Lithuania returns to growth

  • 2010-07-15
  • From wire reports

VILNIUS - The Lithuanian economy, which suffered the European Union’s second-deepest contraction last year, will return to growth in 2010 as exports rebound, the International Monetary Fund said, reports Bloomberg-ELTA. The economy, which probably shrank by a fifth from peak to trough during the global crisis, may expand 2.1 percent this year, the Washington-based fund said.

“Lithuania is now benefiting from the global recovery,” the IMF said. “Recent data are encouraging with signs that an economic recovery is starting to take hold.”
The government, which pushed through austerity measures equivalent to about 10 percent of gross domestic product, was able to use lower borrowing costs to avoid turning to the IMF for a loan. Real gross domestic product may return to pre-crisis levels only in 2014 to 2015, the IMF added.

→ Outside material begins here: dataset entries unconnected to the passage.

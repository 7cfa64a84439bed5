//! Identifier newtypes and small shared enums.
//!
//! ## CardId / TopicId
//!
//! Card names are interned by the catalog; the rest of the engine only
//! passes these opaque IDs around. A card name is unique across the union
//! of topic names and member names, so a `CardId` identifies a card on the
//! board unambiguously.
//!
//! ## StackId
//!
//! Addresses the stacks a drag gesture can start from or land on. The draw
//! pile is deliberately absent: drawing is its own action, not a drag.

use serde::{Deserialize, Serialize};

/// Unique identifier for an interned card name.
#[derive(Clone, Copy, Debug, PartialEq, Eq, Hash, PartialOrd, Ord, Serialize, Deserialize)]
pub struct CardId(pub u32);

impl CardId {
    /// Create a new card ID.
    #[must_use]
    pub const fn new(id: u32) -> Self {
        Self(id)
    }

    /// Get the raw ID value.
    #[must_use]
    pub const fn raw(self) -> u32 {
        self.0
    }
}

impl std::fmt::Display for CardId {
    fn fmt(&self, f: &mut std::fmt::Formatter<'_>) -> std::fmt::Result {
        write!(f, "Card({})", self.0)
    }
}

/// Unique identifier for a registered topic.
#[derive(Clone, Copy, Debug, PartialEq, Eq, Hash, Serialize, Deserialize)]
pub struct TopicId(pub u16);

impl TopicId {
    /// Create a new topic ID.
    #[must_use]
    pub const fn new(id: u16) -> Self {
        Self(id)
    }

    /// Get the raw ID value.
    #[must_use]
    pub const fn raw(self) -> u16 {
        self.0
    }
}

impl std::fmt::Display for TopicId {
    fn fmt(&self, f: &mut std::fmt::Formatter<'_>) -> std::fmt::Result {
        write!(f, "Topic({})", self.0)
    }
}

/// Address of a stack a card can be dragged from or dropped onto.
///
/// Slot and tableau indices are in `0..4`.
#[derive(Clone, Copy, Debug, PartialEq, Eq, Hash, Serialize, Deserialize)]
pub enum StackId {
    /// One of the four topic-collection slots.
    TopicSlot(u8),
    /// One of the four general-purpose tableau stacks.
    Tableau(u8),
    /// The face-up drawn-cards pile. Only its top card is interactable,
    /// and it is never a drop target.
    Waste,
}

impl StackId {
    /// Is this a topic slot?
    #[must_use]
    pub const fn is_topic_slot(self) -> bool {
        matches!(self, StackId::TopicSlot(_))
    }

    /// Topic-slot index, if this is a topic slot.
    #[must_use]
    pub const fn slot_index(self) -> Option<usize> {
        match self {
            StackId::TopicSlot(i) => Some(i as usize),
            _ => None,
        }
    }

    /// Tableau index, if this is a tableau stack.
    #[must_use]
    pub const fn tableau_index(self) -> Option<usize> {
        match self {
            StackId::Tableau(i) => Some(i as usize),
            _ => None,
        }
    }
}

impl std::fmt::Display for StackId {
    fn fmt(&self, f: &mut std::fmt::Formatter<'_>) -> std::fmt::Result {
        match self {
            StackId::TopicSlot(i) => write!(f, "topic{}", i + 1),
            StackId::Tableau(i) => write!(f, "stack{}", i + 1),
            StackId::Waste => write!(f, "drawn-cards"),
        }
    }
}

/// Difficulty tier. Affects which catalog tier is sampled and the move
/// budget multiplier, never the dealing mechanics.
#[derive(Clone, Copy, Debug, Default, PartialEq, Eq, Hash, Serialize, Deserialize)]
#[serde(rename_all = "lowercase")]
pub enum Difficulty {
    #[default]
    Easy,
    Medium,
    Hard,
}

impl Difficulty {
    /// Move budget multiplier applied to the session's total card count.
    #[must_use]
    pub const fn move_multiplier(self) -> f64 {
        match self {
            Difficulty::Easy => 2.5,
            Difficulty::Medium => 2.2,
            Difficulty::Hard => 2.0,
        }
    }

    /// Parse a host-supplied difficulty parameter.
    ///
    /// Invalid or unknown values fall back to `Easy`, per the session-start
    /// contract with the hosting shell.
    #[must_use]
    pub fn from_param(value: &str) -> Self {
        match value {
            "easy" => Difficulty::Easy,
            "medium" => Difficulty::Medium,
            "hard" => Difficulty::Hard,
            _ => Difficulty::Easy,
        }
    }
}

impl std::fmt::Display for Difficulty {
    fn fmt(&self, f: &mut std::fmt::Formatter<'_>) -> std::fmt::Result {
        let name = match self {
            Difficulty::Easy => "easy",
            Difficulty::Medium => "medium",
            Difficulty::Hard => "hard",
        };
        f.write_str(name)
    }
}

/// Session status. `Won` and `Lost` are terminal: once reached, the
/// session accepts no further actions.
#[derive(Clone, Copy, Debug, Default, PartialEq, Eq, Hash, Serialize, Deserialize)]
#[serde(rename_all = "lowercase")]
pub enum GameStatus {
    #[default]
    Playing,
    Won,
    Lost,
}

impl GameStatus {
    /// Has the session ended?
    #[must_use]
    pub const fn is_terminal(self) -> bool {
        !matches!(self, GameStatus::Playing)
    }
}
use super::kubernetes::yaml_generator::JobManifest;
use crate::error::Result;
use async_trait::async_trait;
use serde::{Deserialize, Serialize};

/// Coarse pod lifecycle state reported by the platform
#[derive(Debug, Clone, Copy, PartialEq, Eq, Hash, Serialize, Deserialize)]
pub enum PodPhase {
    Pending,
    Running,
    Completed,
    Failed,
    Unknown,
}

impl PodPhase {
    /// Map a platform phase string; unrecognised values are `Unknown`.
    pub fn from_platform(phase: &str) -> Self {
        match phase {
            "Pending" => PodPhase::Pending,
            "Running" => PodPhase::Running,
            "Succeeded" | "Completed" => PodPhase::Completed,
            "Failed" => PodPhase::Failed,
            _ => PodPhase::Unknown,
        }
    }
}

impl std::fmt::Display for PodPhase {
    fn fmt(&self, f: &mut std::fmt::Formatter<'_>) -> std::fmt::Result {
        match self {
            PodPhase::Pending => write!(f, "Pending"),
            PodPhase::Running => write!(f, "Running"),
            PodPhase::Completed => write!(f, "Completed"),
            PodPhase::Failed => write!(f, "Failed"),
            PodPhase::Unknown => write!(f, "Unknown"),
        }
    }
}

/// Terminated state of a container
#[derive(Debug, Clone, PartialEq, Eq, Default)]
pub struct TerminatedState {
    pub exit_code: Option<i32>,
}

#[derive(Debug, Clone, PartialEq, Eq)]
pub struct ContainerStatus {
    pub name: String,
    /// `None` while the container is waiting or running.
    pub terminated: Option<TerminatedState>,
}

impl ContainerStatus {
    pub fn running(name: impl Into<String>) -> Self {
        Self {
            name: name.into(),
            terminated: None,
        }
    }

    pub fn terminated(name: impl Into<String>, exit_code: i32) -> Self {
        Self {
            name: name.into(),
            terminated: Some(TerminatedState {
                exit_code: Some(exit_code),
            }),
        }
    }
}

/// Pod status information
#[derive(Debug, Clone, PartialEq, Eq)]
pub struct PodStatus {
    pub phase: PodPhase,
    /// Kept in the order the platform reported them.
    pub container_statuses: Vec<ContainerStatus>,
}

impl PodStatus {
    pub fn new(phase: PodPhase) -> Self {
        Self {
            phase,
            container_statuses: Vec::new(),
        }
    }

    pub fn with_container(mut self, status: ContainerStatus) -> Self {
        self.container_statuses.push(status);
        self
    }
}

/// Job completion counters
#[derive(Debug, Clone, Copy, PartialEq, Eq, Default)]
pub struct JobStatus {
    pub active: i32,
    pub succeeded: i32,
    pub failed: i32,
}

impl JobStatus {
    pub fn is_terminal(&self) -> bool {
        self.succeeded > 0 || self.failed > 0
    }
}

/// What the platform echoed back after accepting a submission
#[derive(Debug, Clone, PartialEq, Eq)]
pub struct SubmittedWorkload {
    /// Platform-assigned name; absence is a contract violation.
    pub name: Option<String>,
}

/// Orchestration-platform API used by the step orchestrator
///
/// Every call may suspend. Implementations report "not there yet" as
/// `Ok(None)` rather than an error so callers can retry within their poll
/// budget.
#[async_trait]
pub trait KubernetesApi: Send + Sync {
    /// Create the job described by `manifest`.
    async fn submit_workload(&self, manifest: &JobManifest) -> Result<SubmittedWorkload>;

    /// Name of the pod owned by `job_name`, if one has been scheduled.
    async fn get_pod_name_for_workload(&self, job_name: &str) -> Result<Option<String>>;

    async fn get_pod_status(&self, pod_name: &str) -> Result<PodStatus>;

    /// Forward the container's logs to the caller's output channel.
    async fn stream_logs(&self, pod_name: &str, container_name: &str) -> Result<()>;

    async fn get_workload_status(&self, job_name: &str) -> Result<JobStatus>;
}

“The Lithuanian economy faces important challenges of high fiscal deficits and rapidly growing public debt as well as a high stock of non-performing bank loans,” the IMF cautioned in the report. Some Lithuanian banks “are not as well provisioned and capitalized, and also face pressure on interest rate margins,” the IMF said. “Directors considered it important that banks be subjected to forward-looking stress tests to ensure viability.”